Ça m'a pris du temps à faire le lien mais à chaque pause de la commission Charbonneau, mes voisins se rassemblent sur leur perron pour discuter de Z. et de M. et de quoi ils ont l'air maintenant et "de la suite des choses" et de "Business must survive and family will stick together". J'en ai même entendu un dire "They want a show, they will get a fucking showdown" au beau milieu d'une tirade toute en italien car on m'avait apperçu au loin sur ma propre galerie à me rouler un joint. Le même gars qui a dit cette ligne s'est longuement expliqué à sa mère sur un ton plaignard par la suite. En italien toujours. Mais j'ai cru comprendre qu'il s'excusait pour le verbe To Fuck mal avisé dans l'oreille de sa vieille mère. À force d'écouter des Fellini j'ai fini par comprendre beaucoup de la langue italienne.

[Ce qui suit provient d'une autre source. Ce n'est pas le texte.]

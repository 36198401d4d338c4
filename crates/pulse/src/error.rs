//! Error types for the Pulse SDK.

/// Errors that can occur when using the Pulse SDK.
///
/// Delivery failures never surface through this type: the delivery worker
/// absorbs them and leaves (or drops) the affected request.
#[derive(Debug, thiserror::Error)]
pub enum Error {
    /// HTTP request failed.
    #[error("HTTP request failed: {0}")]
    Http(#[from] reqwest::Error),

    /// Invalid or missing configuration.
    #[error("Invalid configuration: {0}")]
    Config(String),

    /// A caller-supplied argument was rejected.
    #[error("Invalid argument: {0}")]
    InvalidArgument(String),

    /// Persistent storage could not be read or written.
    #[error("Storage error: {0}")]
    Storage(#[from] std::io::Error),

    /// Serialization error.
    #[error("Serialization error: {0}")]
    Serialization(#[from] serde_json::Error),

    /// Client has been shutdown.
    #[error("Client has been shutdown")]
    Shutdown,
}
//! Builds outbound requests and enqueues them for delivery.

use crate::clock::Clock;
use crate::config::Config;
use crate::metrics::MetricsProvider;
use crate::store::DurableStore;
use crate::types::{CrashReport, Event, Request, RequestHeader, RequestKind, SessionStatus};
use crate::Error;
use std::sync::Arc;
use tracing::debug;

/// Assembles session, crash and event-batch requests.
pub struct RequestBuilder {
    config: Arc<Config>,
    clock: Arc<Clock>,
    metrics: Arc<dyn MetricsProvider>,
    store: Arc<DurableStore>,
}

impl RequestBuilder {
    pub fn new(
        config: Arc<Config>,
        clock: Arc<Clock>,
        metrics: Arc<dyn MetricsProvider>,
        store: Arc<DurableStore>,
    ) -> Self {
        Self {
            config,
            clock,
            metrics,
            store,
        }
    }

    /// Enqueue a session-begin marker.
    pub async fn begin_session(&self) -> Result<bool, Error> {
        self.enqueue(RequestKind::SessionBegin).await
    }

    /// Enqueue a session-end marker.
    pub async fn end_session(&self) -> Result<bool, Error> {
        self.enqueue(RequestKind::SessionEnd).await
    }

    /// Enqueue a crash report.
    pub async fn crash_report(&self, crash: CrashReport) -> Result<bool, Error> {
        self.enqueue(RequestKind::CrashReport { crash }).await
    }

    /// Enqueue a batch of events. An empty batch enqueues nothing.
    pub async fn event_batch(
        &self,
        events: Vec<Event>,
        session_status: SessionStatus,
    ) -> Result<bool, Error> {
        if events.is_empty() {
            return Ok(false);
        }
        self.enqueue(RequestKind::EventBatch {
            session_status,
            events,
        })
        .await
    }

    /// Build a request without enqueueing it.
    pub fn build(&self, kind: RequestKind) -> Request {
        Request {
            header: RequestHeader {
                app_name: self.config.app_name().to_string(),
                app_version: self.config.app_version().to_string(),
                target: self.config.target().to_string(),
                timestamp: self.clock.now(),
                metrics: self.metrics.metrics(),
            },
            kind,
        }
    }

    async fn enqueue(&self, kind: RequestKind) -> Result<bool, Error> {
        let request = self.build(kind);
        let kind_name = request.kind.name();
        let stored = self.store.add_request(request).await?;
        debug!(kind = kind_name, stored, "request built");
        Ok(stored)
    }
}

Mais des fois je me gourre. Comme cette fois où j'ai apparemment commandé un appareil sexuel alors que je demandais un ragoût de dinde à la mode de Palerme. J'ai cru pendant deux jours que les italiens baisaient leurs dindes...

Je voyais donc mes voisins dire des choses immondes sur Valentina Tenti qui auraient même fait rougir un vestiaire de hockey, puis se convaincre de savoir comment reconnaître Donnie Brasco et surtout où le coincer un jour et ensuite parler des inspecteurs de la police de Montréal à qui il faudrait rendre visite. Z aussi faudrait faire quelque chose pour qu'il se la boucle.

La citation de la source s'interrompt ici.